The booking flow is real: guests request dates, the system checks availability and guest tier rules, and either auto-confirms or routes to host approval. Hosts can set up suggested contributions for costs like utilities and cleaning, and Stripe, PayPal, or Venmo sends 100% of that to the host with no platform fee per booking. The subscription is $10/month, and that fee is waived any month a trust network guest books.
The guest tier system is one of the more useful details. You assign guests to tiers (new, regular, founder) and each tier can have different rules: different booking windows, different approval requirements, different discounts. A founder-tier guest who's been coming for years gets more flexibility than someone you just invited.
The trust network goes a level deeper. Hosts can connect with each other and vouch for guests. If a host in your network has vetted someone, you can extend access based on that existing trust. Guest reviews are shared across all hosts, not siloed per property. If someone's a nightmare guest at your friend's cabin, you'll know before they book yours.
Cabyn also has community features: property forums, event listings, property update posts. And ICS sync means your Cabyn calendar can pull in blocks from Airbnb or VRBO if you're managing those alongside your private bookings.
Side by Side
| Feature | Cabyn | SharedKey |
|---|---|---|
| Shared property calendar | Yes | Yes |
| Booking flow with confirmation | Yes | No |
| Payment / donation collection | Yes (Stripe, 0% fee) | No |
| Guest tiers with rules | Yes | No |
| Trust network | Yes | No |
| Shared guest reputation | Yes | No |
| House rules / info pages | Basic | Yes (dedicated feature) |
| Contacts directory | No | Yes |
| Local guide | Yes (local info pages) | Yes |
| Community forums and events | Yes | No |
| ICS calendar sync | Yes | No |
| Mobile apps | No (mobile web) | iOS + Android |
| Price | $10/month (free tier) | $49/year per property |
Where They Overlap and Where They Don't
The honest overlap is the calendar. Both show you who's at the property when. But SharedKey's calendar is a scheduling display. Cabyn's calendar is the output of a booking system with rules, approvals, and payment attached. That's a meaningful difference if you want guests to actually request dates rather than just add themselves to a shared calendar.

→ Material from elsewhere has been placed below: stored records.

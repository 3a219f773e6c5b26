//! daogen command-line interface

pub mod cli;
pub mod commands;

pub use cli::Cli;
pub use commands::GenerateCommand;
//! CLI command implementations

pub mod generate;

pub use generate::GenerateCommand;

Cabyn doesn't have a dedicated house manual feature the way SharedKey does. There's no equivalent of SharedKey's contacts directory or structured house instructions section. You can post property updates and add local info pages, but it's not organized the same way. That's a real gap if the information problem is what keeps you up at night.

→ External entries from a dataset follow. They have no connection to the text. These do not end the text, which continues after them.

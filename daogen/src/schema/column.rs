//! Raw column descriptions as reported by the database

use serde::{Deserialize, Serialize};

/// Key role reported for a primary-key column
pub const PRIMARY_KEY: &str = "PRI";

/// One column of a described table
///
/// Mirrors a row of MySQL's `DESCRIBE <table>` output.
#[derive(Debug, Clone, Default, PartialEq, Eq, Serialize, Deserialize)]
pub struct RawColumn {
    /// Column name (`Field`)
    pub field: String,
    /// Raw column type, e.g. `bigint(20) unsigned` (`Type`)
    #[serde(rename = "type")]
    pub raw_type: String,
    /// Whether the column accepts `NULL` (`Null = YES`)
    pub nullable: bool,
    /// Key role: `PRI`, `UNI`, `MUL` or empty (`Key`)
    pub key: String,
    /// Default value (`Default`)
    pub default: Option<String>,
    /// Extra metadata such as `auto_increment` (`Extra`)
    pub extra: String,
}

impl RawColumn {
    /// Create a column with a name and raw type, everything else empty
    pub fn new(field: impl Into<String>, raw_type: impl Into<String>) -> Self {
        Self {
            field: field.into(),
            raw_type: raw_type.into(),
            ..Self::default()
        }
    }

    /// Mark the column as the primary key
    #[must_use]
    pub fn primary(mut self) -> Self {
        self.key = PRIMARY_KEY.to_string();
        self
    }

    /// Mark the column as nullable
    #[must_use]
    pub const fn nullable(mut self) -> Self {
        self.nullable = true;
        self
    }

    /// Set the extra metadata
    #[must_use]
    pub fn with_extra(mut self, extra: impl Into<String>) -> Self {
        self.extra = extra.into();
        self
    }

    /// Whether the column is the table's primary key
    #[must_use]
    pub fn is_primary_key(&self) -> bool {
        self.key == PRIMARY_KEY
    }

    /// Whether the database generates the value on insert
    #[must_use]
    pub fn is_auto_increment(&self) -> bool {
        self.extra.to_lowercase().contains("auto_increment")
    }
}

/// Render a column list the way `DESCRIBE` output is dumped for inspection
#[must_use]
pub fn describe_as_json(columns: &[RawColumn]) -> String {
    serde_json::to_string_pretty(columns).unwrap_or_default()
}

SharedKey doesn't have a booking flow, and that's a real gap if coordinating who can actually book, under what terms, and with cost recovery is your main problem.
Which One Fits Your Situation
If you co-own a property with family members who all have equal access and you mostly need everyone to stay coordinated and know the rules: SharedKey is probably the right tool. It's simple, affordable, and purpose-built for that exact scenario. (If the co-ownership dynamic gets more complex — expense splitting, voting on shared decisions — take a look at our comparison with DoorPact, which handles that side of things directly.)

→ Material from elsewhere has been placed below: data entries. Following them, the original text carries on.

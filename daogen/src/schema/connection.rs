//! Connection pool settings
//!
//! Shared by the generator's own schema connection and by the connection
//! utility written into generated projects.

use serde::Serialize;
use sqlx::mysql::MySqlPoolOptions;
use std::time::Duration;

/// Pool and schema-handling settings
#[derive(Debug, Clone, PartialEq, Eq, Serialize)]
pub struct ConnectionSettings {
    /// Maximum lifetime of a pooled connection
    pub max_lifetime: Duration,
    /// Maximum number of open connections
    pub max_open_connections: u32,
    /// Maximum number of idle connections
    pub max_idle_connections: u32,
    /// Skip foreign-key constraint creation when migrating
    pub disable_foreign_key_constraints: bool,
    /// Use singular (non-pluralized) table names
    pub singular_table_names: bool,
}

impl Default for ConnectionSettings {
    fn default() -> Self {
        Self {
            max_lifetime: Duration::from_secs(300),
            max_open_connections: 200,
            max_idle_connections: 50,
            disable_foreign_key_constraints: true,
            singular_table_names: true,
        }
    }
}

impl ConnectionSettings {
    /// Pool options carrying these limits
    ///
    /// sqlx has no idle-connection cap; idle connections are only bounded by
    /// `max_open_connections`.
    #[must_use]
    pub fn pool_options(&self) -> MySqlPoolOptions {
        MySqlPoolOptions::new()
            .max_lifetime(self.max_lifetime)
            .max_connections(self.max_open_connections)
    }

    /// Maximum lifetime in whole seconds
    #[must_use]
    pub const fn max_lifetime_secs(&self) -> u64 {
        self.max_lifetime.as_secs()
    }
}

#[cfg(test)]
mod tests {
    use super::*;

    #[test]
    fn test_defaults() {
        let settings = ConnectionSettings::default();
        assert_eq!(settings.max_lifetime_secs(), 300);
        assert_eq!(settings.max_open_connections, 200);
        assert_eq!(settings.max_idle_connections, 50);
        assert!(settings.disable_foreign_key_constraints);
        assert!(settings.singular_table_names);
    }

    #[test]
    fn test_pool_options_limits() {
        let options = ConnectionSettings::default().pool_options();
        assert_eq!(options.get_max_connections(), 200);
        assert_eq!(options.get_max_lifetime(), Some(Duration::from_secs(300)));
    }
}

If you're a host who invites a wider circle, wants to manage access levels, collect contributions for costs, and build a booking system with real rules: Cabyn is the better fit. Especially if you're part of a network of hosts who share guests.
And some people might use both. SharedKey for the house manual side, Cabyn for the booking and guest management side. They don't compete for the same job in a meaningful way once you look closely. The shared property calendar is where they look similar. Everything else is pretty different.
If you've been running your cabin bookings through a group text and a shared Google Calendar, either one is an upgrade. If your needs are even lighter — a small group of regulars, no formal booking flow needed — Stayy is worth a look too: it's free and built for exactly that kind of simple, shared-calendar setup. The question is just which problem you want to solve first.